_What you are asked to do_
Once the line containing "a collaborator failure." has been written out, stop; until then, restate each line of the entries below word for word from the first.

○ ○ ○ ○ ○ ○ ○

//! Heuristic failure classification.
//!
//! The offline queue has to decide, from an opaque collaborator error,
//! whether retrying later can help. Transport-level failures (unreachable
//! backend, timed-out exchange, dropped connection) are network-class and
//! retryable; anything else is application-class and would fail the same
//! way again.

use serde::{Deserialize, Serialize};

use super::ApiError;

/// Backend codes that always mean a transport-level failure.
const NETWORK_CODES: &[&str] = &["unavailable", "deadline-exceeded", "network"];

/// Message fragments that mean a transport-level failure when no code is
/// present. Matched case-insensitively.
const NETWORK_MESSAGE_MARKERS: &[&str] = &["network", "timeout", "fetch", "connection"];

/// Coarse class of a collaborator failure.
#[derive(Debug, Clone, Copy, PartialEq, Eq, Serialize, Deserialize)]
#[serde(rename_all = "snake_case")]
pub enum FailureClass {
    /// Transport-level failure; the same operation may succeed once
    /// connectivity returns.
    Network,
    /// Application-level failure; retrying repeats the same outcome.
    Application,
}

impl FailureClass {
    /// Whether the offline queue should hold the operation for replay.
    pub fn is_retryable(self) -> bool {
        matches!(self, FailureClass::Network)
    }
}

/// Classify a collaborator error as network-class or application-class.
///
/// The code allowlist wins when a code is present; otherwise the message is
/// scanned for known transport markers.
pub fn classify_api_error(error: &ApiError) -> FailureClass {
    if let Some(code) = &error.code {
        if NETWORK_CODES.contains(&code.as_str()) {
            return FailureClass::Network;
        }
    }
    let message = error.message.to_lowercase();
    if NETWORK_MESSAGE_MARKERS
        .iter()
        .any(|marker| message.contains(marker))
    {
        FailureClass::Network
    } else {
        FailureClass::Application
    }
}

/// Stable label for log fields and status output.
pub fn failure_class_label(class: FailureClass) -> &'static str {
    match class {
        FailureClass::Network => "network",
        FailureClass::Application => "application",
    }
}
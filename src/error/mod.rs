//! Shared error currency for the coordination core.
//!
//! Failures from the external persistence collaborator arrive as
//! [`ApiError`] values. [`classification`] decides which of those are
//! network-class, which is what the offline queue keys retry decisions on.

pub mod classification;

pub use classification::{classify_api_error, failure_class_label, FailureClass};

use thiserror::Error;

/// Error reported by the external persistence collaborator.
///
/// Carries an optional machine code alongside the human message so that
/// [`classify_api_error`] can tell transport failures from application
/// failures without knowing the backend.
#[derive(Debug, Clone, PartialEq, Eq, Error)]
#[error("{message}")]
pub struct ApiError {
    /// Machine-readable code when the backend provides one
    /// (for example `unavailable` or `deadline-exceeded`).
    pub code: Option<String>,
    /// Human-readable description of the failure.
    pub message: String,
}

impl ApiError {
    pub fn new(message: impl Into<String>) -> Self {
        Self {
            code: None,
            message: message.into(),
        }
    }

    pub fn with_code(code: impl Into<String>, message: impl Into<String>) -> Self {
        Self {
            code: Some(code.into()),
            message: message.into(),
        }
    }

    /// True when this failure is network-class and may succeed on retry.
    pub fn is_network(&self) -> bool {
        classify_api_error(self).is_retryable()
    }
}
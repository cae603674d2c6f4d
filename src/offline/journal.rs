//! Durable journal for pending offline operations.
//!
//! The durable subset of the pending queue is mirrored to one JSON document
//! after every change. Writes go through a temp file and rename so a crash
//! mid-write leaves the previous journal intact. A missing file reads as an
//! empty queue; a corrupt one is the caller's decision to degrade.

use std::fs::{self, OpenOptions};
use std::io::Write;
use std::path::{Path, PathBuf};

use serde::{Deserialize, Serialize};
use thiserror::Error;

use super::operation::PendingRecord;

/// Directory under the app data dir holding coordination state.
const MEALSYNC_DIR_NAME: &str = ".mealsync";

/// Journal file for pending offline operations.
const PENDING_FILE_NAME: &str = "pending_operations.json";

/// Bumped when the journal document shape changes.
const JOURNAL_SCHEMA_VERSION: u32 = 1;

/// Errors from journal storage operations.
#[derive(Debug, Error)]
pub enum JournalError {
    #[error("journal io error: {0}")]
    Io(#[from] std::io::Error),
    #[error("journal serialization error: {0}")]
    Json(#[from] serde_json::Error),
}

pub type JournalResult<T> = Result<T, JournalError>;

#[derive(Debug, Serialize, Deserialize)]
struct JournalDocument {
    schema_version: u32,
    operations: Vec<PendingRecord>,
}

/// Atomic reader/writer for the pending-operations journal.
#[derive(Debug, Clone)]
pub struct QueueJournal {
    path: PathBuf,
}

impl QueueJournal {
    /// Journal rooted at the app data dir; the file lives under
    /// `.mealsync/pending_operations.json`.
    pub fn new(base_dir: impl AsRef<Path>) -> Self {
        Self {
            path: base_dir
                .as_ref()
                .join(MEALSYNC_DIR_NAME)
                .join(PENDING_FILE_NAME),
        }
    }

    pub fn path(&self) -> &Path {
        &self.path
    }

    /// Load the journaled operations. A missing file is an empty queue.
    pub fn load(&self) -> JournalResult<Vec<PendingRecord>> {
        let raw = match fs::read_to_string(&self.path) {
            Ok(raw) => raw,
            Err(err) if err.kind() == std::io::ErrorKind::NotFound => return Ok(Vec::new()),
            Err(err) => return Err(err.into()),
        };
        let document: JournalDocument = serde_json::from_str(&raw)?;
        Ok(document.operations)
    }

    /// Replace the journal with `operations`, atomically.
    pub fn store(&self, operations: &[PendingRecord]) -> JournalResult<()> {
        if let Some(parent) = self.path.parent() {
            fs::create_dir_all(parent)?;
        }
        let document = JournalDocument {
            schema_version: JOURNAL_SCHEMA_VERSION,
            operations: operations.to_vec(),
        };
        let json = serde_json::to_string_pretty(&document)?;
        let temp_path = self.path.with_extension("json.tmp");
        {
            let mut file = OpenOptions::new()
                .create(true)
                .write(true)
                .truncate(true)
                .open(&temp_path)?;
            file.write_all(json.as_bytes())?;
            file.sync_all()?;
        }
        fs::rename(&temp_path, &self.path)?;
        Ok(())
    }
}

#[cfg(test)]
mod tests {
    use super::*;
    use crate::offline::operation::QueuedOperation;
    use crate::plan::PlanDraft;
    use serde_json::json;
    use tempfile::TempDir;
    use tokio_test::assert_ok;

    fn sample_records() -> Vec<PendingRecord> {
        vec![
            PendingRecord::new(
                QueuedOperation::SavePlan(PlanDraft::new(
                    "u1",
                    "2025-03-10",
                    json!({"monday": ["oats"]}),
                )),
                "save weekly plan",
            ),
            PendingRecord::new(
                QueuedOperation::DeletePlan {
                    plan_id: "plan-7".to_string(),
                },
                "delete weekly plan",
            ),
        ]
    }

    #[test]
    fn missing_file_loads_empty() {
        let dir = TempDir::new().unwrap();
        let journal = QueueJournal::new(dir.path());
        let loaded = assert_ok!(journal.load());
        assert!(loaded.is_empty());
    }

    #[test]
    fn round_trip_preserves_operations_exactly() {
        let dir = TempDir::new().unwrap();
        let journal = QueueJournal::new(dir.path());
        let records = sample_records();

        assert_ok!(journal.store(&records));
        let loaded = assert_ok!(journal.load());
        assert_eq!(loaded, records);
    }

    #[test]
    fn store_creates_parent_directories() {
        let dir = TempDir::new().unwrap();
        let journal = QueueJournal::new(dir.path());
        assert_ok!(journal.store(&[]));
        assert!(journal.path().exists());
        assert!(journal.path().parent().unwrap().ends_with(".mealsync"));
    }

    #[test]
    fn store_replaces_rather_than_appends() {
        let dir = TempDir::new().unwrap();
        let journal = QueueJournal::new(dir.path());
        let records = sample_records();

        assert_ok!(journal.store(&records));
        assert_ok!(journal.store(&records[1..]));
        let loaded = assert_ok!(journal.load());
        assert_eq!(loaded.len(), 1);
        assert_eq!(loaded[0].description, "delete weekly plan");
    }

    #[test]
    fn corrupt_file_is_a_json_error() {
        let dir = TempDir::new().unwrap();
        let journal = QueueJournal::new(dir.path());
        fs::create_dir_all(journal.path().parent().unwrap()).unwrap();
        fs::write(journal.path(), "{not json").unwrap();

        let result = journal.load();
        assert!(matches!(result, Err(JournalError::Json(_))));
    }

    #[test]
    fn document_carries_schema_version() {
        let dir = TempDir::new().unwrap();
        let journal = QueueJournal::new(dir.path());
        assert_ok!(journal.store(&sample_records()));

        let raw = fs::read_to_string(journal.path()).unwrap();
        let document: serde_json::Value = serde_json::from_str(&raw).unwrap();
        assert_eq!(document["schema_version"], 1);
        assert_eq!(document["operations"].as_array().unwrap().len(), 2);
    }
}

○ ○ ○ ○ ○ ○ ○

_Written response_
//! Heuristic failure classification.
//!
//! The offline queue has to decide, from an opaque collaborator error,
//! whether retrying later can help. Transport-level failures (unreachable
//! backend, timed-out exchange, dropped connection) are network-class and
//! retryable; anything else is application-class and would fail the same
//! way again.

use serde::{Deserialize, Serialize};

use super::ApiError;

/// Backend codes that always mean a transport-level failure.
const NETWORK_CODES: &[&str] = &["unavailable", "deadline-exceeded", "network"];

/// Message fragments that mean a transport-level failure when no code is
/// present. Matched case-insensitively.
const NETWORK_MESSAGE_MARKERS: &[&str] = &["network", "timeout", "fetch", "connection"];

/// Coarse class of a collaborator failure.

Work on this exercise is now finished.